After the first two serious incidents, we were all inserviced on de-escalation, but the incidents keep coming!

Perhaps it needs to be addressed at the admission or review level. Have the residents been behavioral before? Do they need a different level of care? Are they being placed in a regular environment versus a dementia unit or a behavioral unit? Are the goals for the patients realistic prior to admission? What I hear from you is that they are not placed appropriately therefore it would be a level of care concern and patient safety issue on top of everything else that has been mentioned. This would be addressed with administration and admissions. Yes, education on deescalation will help tremendously for all staff but it doesn't solve the issues.

I hope this helps.

Specializes in Psychiatry, Mental Health.

In addition to placement/level of care issues (are these patients newly admitted?), I strongly suggest pharm reviews and ruling out physical origin in the first place. It sounds like some of the patients are disinhibited, which can be related to drug interactions as well as to primary organic causes.

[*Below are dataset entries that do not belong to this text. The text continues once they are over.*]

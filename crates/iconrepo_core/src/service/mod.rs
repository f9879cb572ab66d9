//! Use-case services over the two stores.
//!
//! # Responsibility
//! - Order metadata and content-store steps so a write lands in both or in
//!   neither.
//! - Keep callers decoupled from SQL, git and queue details.

pub mod coordinator;

pub use coordinator::{CoordinatorError, CoordinatorResult, WriteCoordinator};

Have there been changes in policy, personnel or schedule that affect the patients' daily life? Has there been a change in diet or food supplier? Is there a new provider prescribing for the patients?

Like a previous poster, I wonder why the homicide attempt is considered psychiatric. Sometimes "bad" behavior is just bad, not "mad".

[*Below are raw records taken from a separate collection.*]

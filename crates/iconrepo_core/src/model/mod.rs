//! Domain model for icons and their binary renditions.
//!
//! # Responsibility
//! - Define the records exchanged between the coordinator, the metadata
//!   store and the content store.
//! - Validate every value that later becomes a content-store path component.
//!
//! # Invariants
//! - An icon is identified by its immutable `name`.
//! - An iconfile is identified by `(format, size)` within its icon.

pub mod icon;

Clusters of events like this are very interesting. Please let us know if you find out anything more.

Specializes in Psych. Violence & Suicide prevention..

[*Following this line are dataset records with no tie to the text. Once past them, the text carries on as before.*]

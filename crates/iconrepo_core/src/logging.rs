//! Rolling file log bootstrap.
//!
//! # Responsibility
//! - Start the `flexi_logger` backend once per process.
//! - Log a sanitized summary of panics, including panics inside queue jobs.
//!
//! # Invariants
//! - Repeating `init_logging` with the same level and directory is a no-op.
//! - A different level or directory after the first init is rejected.
//! - Initialization never panics.

use flexi_logger::{Cleanup, Criterion, FileSpec, Logger, LoggerHandle, Naming, WriteMode};
use log::{error, info, LevelFilter};
use once_cell::sync::OnceCell;
use std::path::{Path, PathBuf};
use thiserror::Error;

const LOG_FILE_BASENAME: &str = "iconrepo";
const MAX_LOG_FILE_SIZE_BYTES: u64 = 10 * 1024 * 1024;
const MAX_LOG_FILES: usize = 5;
const MAX_PANIC_PAYLOAD_CHARS: usize = 160;

static LOGGING_STATE: OnceCell<LoggingState> = OnceCell::new();
static PANIC_HOOK_INSTALLED: OnceCell<()> = OnceCell::new();

struct LoggingState {
    level: LevelFilter,
    log_dir: PathBuf,
    _logger: LoggerHandle,
}

#[derive(Debug, Error)]
pub enum LoggingError {
    #[error("unsupported log level `{0}`; expected trace|debug|info|warn|error")]
    UnsupportedLevel(String),
    #[error("log directory must be an absolute path, got `{}`", .0.display())]
    RelativeDir(PathBuf),
    #[error("failed to create log directory `{}`: {source}", .path.display())]
    CreateDir {
        path: PathBuf,
        #[source]
        source: std::io::Error,
    },
    #[error("failed to start logger: {0}")]
    Backend(#[from] flexi_logger::FlexiLoggerError),
    #[error("logging already initialized with {active}; refusing to switch to {requested}")]
    Conflict { active: String, requested: String },
}

/// Starts rolling file logs under `log_dir` at `level`.
///
/// # Errors
/// - Unknown level, relative directory, or a directory that cannot be
///   created.
/// - A second call with a different level or directory.
pub fn init_logging(level: &str, log_dir: &Path) -> Result<(), LoggingError> {
    let level = normalize_level(level)?;
    if !log_dir.is_absolute() {
        return Err(LoggingError::RelativeDir(log_dir.to_path_buf()));
    }

    let state = LOGGING_STATE.get_or_try_init(|| start_logger(level, log_dir))?;
    if state.log_dir != log_dir {
        return Err(LoggingError::Conflict {
            active: format!("directory `{}`", state.log_dir.display()),
            requested: format!("`{}`", log_dir.display()),
        });
    }
    if state.level != level {
        return Err(LoggingError::Conflict {
            active: format!("level `{}`", state.level.as_str()),
            requested: format!("`{}`", level.as_str()),
        });
    }
    Ok(())
}

/// `debug` in debug builds, `info` otherwise.
pub fn default_log_level() -> &'static str {
    if cfg!(debug_assertions) {
        "debug"
    } else {
        "info"
    }
}

fn start_logger(level: LevelFilter, log_dir: &Path) -> Result<LoggingState, LoggingError> {
    std::fs::create_dir_all(log_dir).map_err(|source| LoggingError::CreateDir {
        path: log_dir.to_path_buf(),
        source,
    })?;

    let logger = Logger::try_with_str(level.as_str())?
        .log_to_file(
            FileSpec::default()
                .directory(log_dir)
                .basename(LOG_FILE_BASENAME),
        )
        .rotate(
            Criterion::Size(MAX_LOG_FILE_SIZE_BYTES),
            Naming::Numbers,
            Cleanup::KeepLogFiles(MAX_LOG_FILES),
        )
        .write_mode(WriteMode::BufferAndFlush)
        .append()
        .format_for_files(flexi_logger::detailed_format)
        .start()?;

    install_panic_hook_once();

    info!(
        "event=logging_init module=logging status=ok level={} log_dir={} version={}",
        level.as_str(),
        log_dir.display(),
        env!("CARGO_PKG_VERSION")
    );

    Ok(LoggingState {
        level,
        log_dir: log_dir.to_path_buf(),
        _logger: logger,
    })
}

/// Parses a level name; `off` is not accepted.
fn normalize_level(level: &str) -> Result<LevelFilter, LoggingError> {
    match level.trim().parse::<LevelFilter>() {
        Ok(LevelFilter::Off) | Err(_) => Err(LoggingError::UnsupportedLevel(level.to_string())),
        Ok(filter) => Ok(filter),
    }
}

fn install_panic_hook_once() {
    if PANIC_HOOK_INSTALLED.set(()).is_err() {
        return;
    }

    let previous_hook = std::panic::take_hook();
    std::panic::set_hook(Box::new(move |panic_info| {
        let location = panic_info
            .location()
            .map(|loc| format!("{}:{}", loc.file(), loc.line()))
            .unwrap_or_else(|| "unknown".to_string());
        let thread = std::thread::current()
            .name()
            .unwrap_or("unnamed")
            .to_string();
        error!(
            "event=panic_captured module=logging status=error thread={} location={} payload={}",
            thread,
            location,
            panic_payload_summary(panic_info)
        );
        previous_hook(panic_info);
    }));
}

fn panic_payload_summary(info: &std::panic::PanicHookInfo<'_>) -> String {
    let payload = if let Some(message) = info.payload().downcast_ref::<&str>() {
        (*message).to_string()
    } else if let Some(message) = info.payload().downcast_ref::<String>() {
        message.clone()
    } else {
        "non-string panic payload".to_string()
    };
    single_line(&payload, MAX_PANIC_PAYLOAD_CHARS)
}

fn single_line(value: &str, max_chars: usize) -> String {
    let normalized = value.replace(['\n', '\r'], " ");
    let mut truncated = normalized.chars().take(max_chars).collect::<String>();
    if normalized.chars().count() > max_chars {
        truncated.push_str("...");
    }
    truncated
}

#[cfg(test)]
mod tests {
    use super::{init_logging, normalize_level, single_line, LoggingError, LOGGING_STATE};
    use log::LevelFilter;
    use std::path::Path;

    #[test]
    fn level_names_are_normalized() {
        assert_eq!(normalize_level(" Warn ").unwrap(), LevelFilter::Warn);
        for rejected in ["verbose", "warning", "off"] {
            assert!(matches!(
                normalize_level(rejected),
                Err(LoggingError::UnsupportedLevel(_))
            ));
        }
    }

    #[test]
    fn relative_directory_is_rejected() {
        let err = init_logging("info", Path::new("logs/dev")).unwrap_err();
        assert!(matches!(err, LoggingError::RelativeDir(_)));
    }

    #[test]
    fn single_line_strips_newlines_and_truncates() {
        let line = single_line("line1\nline2\rline3", 8);
        assert!(!line.contains('\n'));
        assert!(!line.contains('\r'));
        assert!(line.ends_with("..."));
    }

    #[test]
    fn init_is_idempotent_and_rejects_conflicts() {
        let first = tempfile::tempdir().unwrap();
        let second = tempfile::tempdir().unwrap();

        init_logging("info", first.path()).unwrap();
        init_logging("INFO", first.path()).unwrap();

        let err = init_logging("debug", first.path()).unwrap_err();
        assert!(err.to_string().contains("refusing to switch"));
        let err = init_logging("info", second.path()).unwrap_err();
        assert!(matches!(err, LoggingError::Conflict { .. }));

        let state = LOGGING_STATE.get().unwrap();
        assert_eq!(state.level, LevelFilter::Info);
        assert_eq!(state.log_dir, first.path());
    }
}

If these incidents continue, management will need to have some meetings. With staff and residents. You all need an opportunity to talk about what is going on and what needs to change. The environment can become tense if issues go unaddressed, which sets the mood for more acting out by residents and staff.

Individuals such as the humper will need limits set on inappropriate behavior. This talk needs to come from an authority in the facility then reinforced by the nurses. If the behaviors are not curbed, then a mental health assessment is indicated.

The suicide attempts are the biggest concern. Is the staff educated in suicide prevention? Do they know what to look for? Demographics include being a veteran, a male, aged 65 or over, being divorced or widowed...the list goes on. Does this sound like your patient population? You bet it is. You are working with a relatively high risk population at it's best! Now consider risk factors: a history of suicide attempts is the #1 risk factor, loses (integrity, health, family, finances...), hopelessness, isolation, verbalizations that life is not worth living and some. Depression is not a normal part of aging. Staff need to be alert to the potential of suicides. Please visit the CDC which has up to date data on all things you need to be aware of to make a difference Suicide Risk and Protective Factors|Suicide|Violence Prevention|Injury Center|CDC.

Sometimes things just happen, and it is just chance that they occur in clusters. But if that isn't the case you need to speak up. It is difficult working in the environment you are describing and damage control is essential to stop the madness. A good nurse can make all the difference.